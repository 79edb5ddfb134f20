use super::*;
use crate::host::HeadlessHost;
use crate::program::Program;
use crate::variants::preset;

fn processor_for(variant: Variant, program_bytes: Vec<u8>) -> Processor {
    let properties = preset(variant);
    let program = Program::new(program_bytes);
    let mut processor = Processor::initialise_and_load(program, properties).unwrap();
    processor.set_host(Box::new(HeadlessHost));
    processor
}

#[test]
fn test_initialise_and_load_sets_start_address() {
    let processor = processor_for(Variant::Chip8, vec![0x00, 0xE0]);
    assert_eq!(processor.pc(), 0x200);
}

#[test]
fn test_initialise_and_load_chip8x_uses_0x300() {
    let processor = processor_for(Variant::Chip8X, vec![0x00, 0xE0]);
    assert_eq!(processor.pc(), 0x300);
}

#[test]
fn test_tpd_prefixed_rom_forces_0x200_start_address() {
    let properties = preset(Variant::Chip8X);
    let program = Program::new(vec![0x02, 0x00, 0x00, 0xE0]);
    let processor = Processor::initialise_and_load(program, properties).unwrap();
    assert_eq!(processor.pc(), 0x200);
}

#[test]
fn test_font_is_loaded_at_default_address() {
    let processor = processor_for(Variant::Chip8, vec![0x00, 0xE0]);
    assert_eq!(processor.memory().read_byte(0x0).unwrap(), 0xF0);
}

#[test]
fn test_program_is_loaded_at_start_address() {
    let processor = processor_for(Variant::Chip8, vec![0xA1, 0x23]);
    assert_eq!(processor.memory().read_byte(0x200).unwrap(), 0xA1);
    assert_eq!(processor.memory().read_byte(0x201).unwrap(), 0x23);
}

#[test]
fn test_execute_frame_runs_configured_instructions_per_frame() {
    let mut program_bytes = Vec::new();
    for _ in 0..20 {
        program_bytes.extend_from_slice(&[0x70, 0x01]);
    }
    let mut processor = processor_for(Variant::Chip8, program_bytes);
    processor.execute_frame().unwrap();
    assert_eq!(processor.cycles(), 11);
    assert_eq!(processor.frames(), 1);
}

#[test]
fn test_execute_frame_noop_when_paused() {
    let mut processor = processor_for(Variant::Chip8, vec![0x00, 0xFD]);
    processor.pause();
    processor.execute_frame().unwrap();
    assert_eq!(processor.cycles(), 0);
}

#[test]
fn test_execute_for_advances_whole_frames_only() {
    let mut program_bytes = Vec::new();
    for _ in 0..20 {
        program_bytes.extend_from_slice(&[0x70, 0x01]);
    }
    let mut processor = processor_for(Variant::Chip8, program_bytes);
    let micros_per_frame = 1_000_000 / 60;
    let remaining = processor.execute_for(micros_per_frame * 2 + 5_000).unwrap();
    assert_eq!(processor.frames(), 2);
    assert_eq!(remaining, 5_000);
}

#[test]
fn test_execute_for_stops_at_pause() {
    let mut processor = processor_for(Variant::SChip11, vec![0x00, 0xFD]);
    let remaining = processor.execute_for(1_000_000).unwrap();
    assert_eq!(processor.exec_mode(), ExecMode::Paused);
    assert!(remaining > 0);
}

#[test]
fn test_breakpoint_pauses_execution() {
    let mut processor = processor_for(Variant::Chip8, vec![0x60, 0x01, 0x61, 0x02]);
    processor.set_breakpoint(0x202, None);
    processor.execute_instruction().unwrap();
    assert_eq!(processor.exec_mode(), ExecMode::Running);
    processor.execute_instruction().unwrap();
    assert_eq!(processor.exec_mode(), ExecMode::Paused);
}

#[test]
fn test_conditional_breakpoint_only_pauses_when_register_matches() {
    let mut processor = processor_for(Variant::Chip8, vec![0x60, 0x05]);
    processor.set_breakpoint(
        0x202,
        Some(BreakpointCondition::RegisterEquals { register: 0, value: 0x99 }),
    );
    processor.execute_instruction().unwrap();
    assert_eq!(processor.exec_mode(), ExecMode::Running);
}

#[test]
fn test_clear_breakpoint_removes_it() {
    let mut processor = processor_for(Variant::Chip8, vec![0x00, 0xE0]);
    processor.set_breakpoint(0x202, None);
    processor.clear_breakpoint(0x202);
    processor.execute_instruction().unwrap();
    assert_eq!(processor.exec_mode(), ExecMode::Running);
}

#[test]
fn test_step_mode_pauses_after_one_instruction() {
    let mut processor = processor_for(Variant::Chip8, vec![0x60, 0x01, 0x61, 0x02]);
    processor.step();
    processor.execute_instruction().unwrap();
    assert_eq!(processor.exec_mode(), ExecMode::Paused);
}

#[test]
fn test_step_over_waits_for_matching_stack_depth_across_frames() {
    let mut program_bytes = vec![0x22, 0x04]; // 0x200: call 0x204
    program_bytes.extend_from_slice(&[0x00, 0x00]); // 0x202: padding (unreached directly)
    for _ in 0..20 {
        program_bytes.extend_from_slice(&[0x70, 0x01]); // 0x204..: nested busywork
    }
    program_bytes.extend_from_slice(&[0x00, 0xEE]); // return
    let mut processor = processor_for(Variant::Chip8, program_bytes);
    // Arm step-over before the call itself runs, so the target stack depth is captured once,
    // up front — not re-captured on a later frame while still nested inside the call.
    processor.step_over();
    // The call body (1 call + 20 adds + 1 return = 22 instructions) spans three frames at the
    // default IPF of 11; step-over must not fire early just because a frame boundary passed
    // while still inside the call.
    processor.execute_frame().unwrap();
    assert_eq!(processor.exec_mode(), ExecMode::StepOver);
    processor.execute_frame().unwrap();
    assert_eq!(processor.exec_mode(), ExecMode::Paused);
}

#[test]
fn test_jump_to_self_pauses() {
    let mut processor = processor_for(Variant::Chip8, vec![0x12, 0x00]);
    processor.execute_instruction().unwrap();
    assert_eq!(processor.exec_mode(), ExecMode::Paused);
}

#[test]
fn test_unknown_opcode_sets_error_state_and_message() {
    let mut processor = processor_for(Variant::Chip8, vec![0x50, 0x01]);
    let result = processor.execute_instruction();
    assert!(result.is_err());
    assert_eq!(processor.cpu_state(), CpuState::Error);
    assert!(processor.error_message().is_some());
}

#[test]
fn test_error_state_is_sticky() {
    let mut processor = processor_for(Variant::Chip8, vec![0x50, 0x01, 0x00, 0xE0]);
    assert!(processor.execute_instruction().is_err());
    assert!(processor.execute_instruction().is_err());
    assert_eq!(processor.cpu_state(), CpuState::Error);
}

#[test]
fn test_export_minimal_snapshot_includes_video() {
    let processor = processor_for(Variant::Chip8, vec![0x00, 0xE0]);
    match processor.export_state_snapshot(StateSnapshotVerbosity::Minimal) {
        StateSnapshot::MinimalSnapshot { video } => assert_eq!(video.width(), 64),
        _ => panic!("expected minimal snapshot"),
    }
}

#[test]
fn test_export_extended_snapshot_includes_registers() {
    let mut processor = processor_for(Variant::Chip8, vec![0x60, 0x42]);
    processor.execute_instruction().unwrap();
    match processor.export_state_snapshot(StateSnapshotVerbosity::Extended) {
        StateSnapshot::ExtendedSnapshot {
            variable_registers, ..
        } => assert_eq!(variable_registers[0], 0x42),
        _ => panic!("expected extended snapshot"),
    }
}

#[test]
fn test_set_key_status_updates_keystate() {
    let mut processor = processor_for(Variant::Chip8, vec![0x00, 0xE0]);
    processor.set_key_status(0x3, true).unwrap();
    assert!(processor.keystate().is_key_pressed(0x3).unwrap());
}

#[test]
fn test_update_properties_rebuilds_handler_table() {
    let mut processor = processor_for(Variant::Chip8, vec![0x00, 0xFF]);
    let result = processor.execute_instruction();
    assert!(result.is_err());
    processor.set_cpu_state(CpuState::Normal);
    processor.resume();
    processor.set_pc(0x200);
    processor.update_properties(preset(Variant::SChip11));
    processor.execute_instruction().unwrap();
    assert!(processor.video().is_hires());
}

#[test]
fn test_sound_timer_active_reflects_fx18() {
    let mut processor = processor_for(Variant::Chip8, vec![0x60, 0x05, 0xF0, 0x18]);
    processor.execute_instruction().unwrap();
    processor.execute_instruction().unwrap();
    assert!(processor.sound_timer_active());
}

#[test]
fn test_render_audio_produces_silence_without_sound() {
    let mut processor = processor_for(Variant::Chip8, vec![0x00, 0xE0]);
    let mut samples = [1i16; 8];
    processor.render_audio(&mut samples, 8000);
    assert!(samples.iter().all(|&s| s == 0));
}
......
*Goal of the exercise:*
Count every line of the entries that holds the string "remaining". Please answer with the count alone.

*Completed task:*
4